DNAは情報がヌクレオチドの一次配列にその塩基単位アデニン(A)、グアニン(G)、シトシン(C)及びチミン(T)によってコードされている。DNAの一本鎖はハイブリダイゼーションによってそれらの相補鎖を認識し結合して二本鎖核酸二重らせん構造を形成するというユニークな性質を持っている。これはAがTを認識し、GがCを認識するという核酸固有の塩基対形成性によって起こり得る。与えられた配列は正確且つ相補的な配列にのみハイブリダイズするので、原子・分子レベルで高い塩基配列特異性を有する。このように、DNAはその機能性だけでなく、構造形態も非常に興味深く、「ヒトゲノム計画」等の生命情報化学において研究が進められてきた。
N. C. Seemanらは、10種類のオリゴヌクレオチドを用いて、5段階からなる組織化・連結・精製・再構築・連結反応により、DNAからなる立方体(DNA cube)を合成した(J. Chen, N. C .Seeman, Nature, 350, 631-633(1991)、N. C. Seeman, Acc. Chem. Res., 30, 357-363(1997))。

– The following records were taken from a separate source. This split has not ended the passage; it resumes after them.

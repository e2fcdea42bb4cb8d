//! Log-based event sink adapter.
//!
//! Implements [`EventSink`] by writing structured scan events to the
//! ESP-IDF logger (UART / USB-CDC in production).  An uplink adapter would
//! implement the same trait.

use log::{info, warn};

use crate::app::events::ScanEvent;
use crate::app::ports::EventSink;

/// Adapter that logs every [`ScanEvent`] to the serial console.
#[derive(Default)]
pub struct LogEventSink;

impl LogEventSink {
    pub fn new() -> Self {
        Self
    }
}

impl EventSink for LogEventSink {
    fn emit(&mut self, event: &ScanEvent) {
        match event {
            ScanEvent::ReaderConnected => info!("READER | connected"),
            ScanEvent::ReaderLost => warn!("READER | lost"),
            ScanEvent::ReconnectFailed {
                failures,
                cooled_down,
            } => {
                info!(
                    "READER | reconnect failed, streak={} cooldown={}",
                    failures, cooled_down
                );
            }
            ScanEvent::TagRecorded {
                tag,
                detected_at,
                authorized,
            } => {
                info!(
                    "SCAN | uid={} t={}ms access={}",
                    tag,
                    detected_at,
                    if *authorized { "granted" } else { "denied" }
                );
            }
            ScanEvent::StorageFailed { tag, error } => {
                warn!("SCAN | uid={} NOT STORED: {}", tag, error);
            }
            ScanEvent::MalformedTag { len } => {
                warn!("SCAN | reader returned {}-byte id, ignored", len);
            }
        }
    }
}
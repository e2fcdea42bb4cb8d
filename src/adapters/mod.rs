//! Adapters: concrete implementations of the hexagonal port traits.
//!
//! | Adapter    | Implements  | Connects to                      |
//! |------------|-------------|----------------------------------|
//! | `fs`       | FileSystem  | SPIFFS via VFS / in-memory store |
//! | `log_sink` | EventSink   | Serial log output                |
//! | `reader`   | ReaderPort  | Absent reader (placeholder)      |
//! | `time`     | Clock       | ESP32 system timer               |
//!
//! `LightPort` and `AudioPort` live with their peripherals in `drivers`.

pub mod fs;
pub mod log_sink;
pub mod reader;
pub mod time;
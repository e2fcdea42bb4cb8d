//! Outbound scan events.
//!
//! The [`TagScanner`](crate::scanner::TagScanner) emits these through the
//! [`EventSink`](super::ports::EventSink) port.  Adapters on the other
//! side decide what to do with them: log to serial, forward to an uplink,
//! or record them in a test.

use crate::error::QueueError;
use crate::queue::record::TagId;

/// Structured events emitted by the scan loop.
#[derive(Debug, Clone, PartialEq, Eq)]
pub enum ScanEvent {
    /// The reader chip answered and scanning resumed.
    ReaderConnected,

    /// A poll failed and the chip no longer reports its firmware version.
    ReaderLost,

    /// A reconnect attempt failed.  Carries the failure streak and
    /// whether a cooldown pause preceded the attempt.
    ReconnectFailed { failures: u32, cooled_down: bool },

    /// A new tag was detected and appended to the outbox.
    TagRecorded { tag: TagId, detected_at: u64, authorized: bool },

    /// A new tag was detected but the outbox refused the record.
    StorageFailed { tag: TagId, error: QueueError },

    /// The reader returned an id outside the accepted 4–10 byte range.
    MalformedTag { len: usize },
}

しかしながら、SeemanらによるDNA cubeの合成方法は、複雑かつ煩雑な操作を必要とし、高コストを招来するという問題点がある。また、DNA cubeの一辺が約10nm程度の立方体であるため、内部に蛋白質等のナノ粒子を内包し難く、その輸送担体として利用することが困難であるという問題点がある。
【0003】
一方、このような輸送担体として用いられる分子キャリアー、特に標的性があり温度やDNA分子認識に応答して薬物を徐放するドラッグデリバリーシステム等のドラッグギャリアーとしては、主に脂質分子からなるリポソーム(liposome)が広く用いられてきた。
しかしながら、リポソームを調製する際には、超音波照射等のエネルギーの摂動が必要であるという問題点がある。
【0004】
本発明者は、オリゴヌクレオチドとガラクトースからなるコンジュゲートを半分ずらした相補鎖と二重鎖形成させることにより、自己組織的に一次元DNA集合体に沿った糖クラスターを構築する技術を確立した(特開2001-247596号公報、K. Matsuura, M. Hibino, Y. Yamada and K. Kobayashi, J. Am. Chem. Soc., 123, 357-358 (2001))。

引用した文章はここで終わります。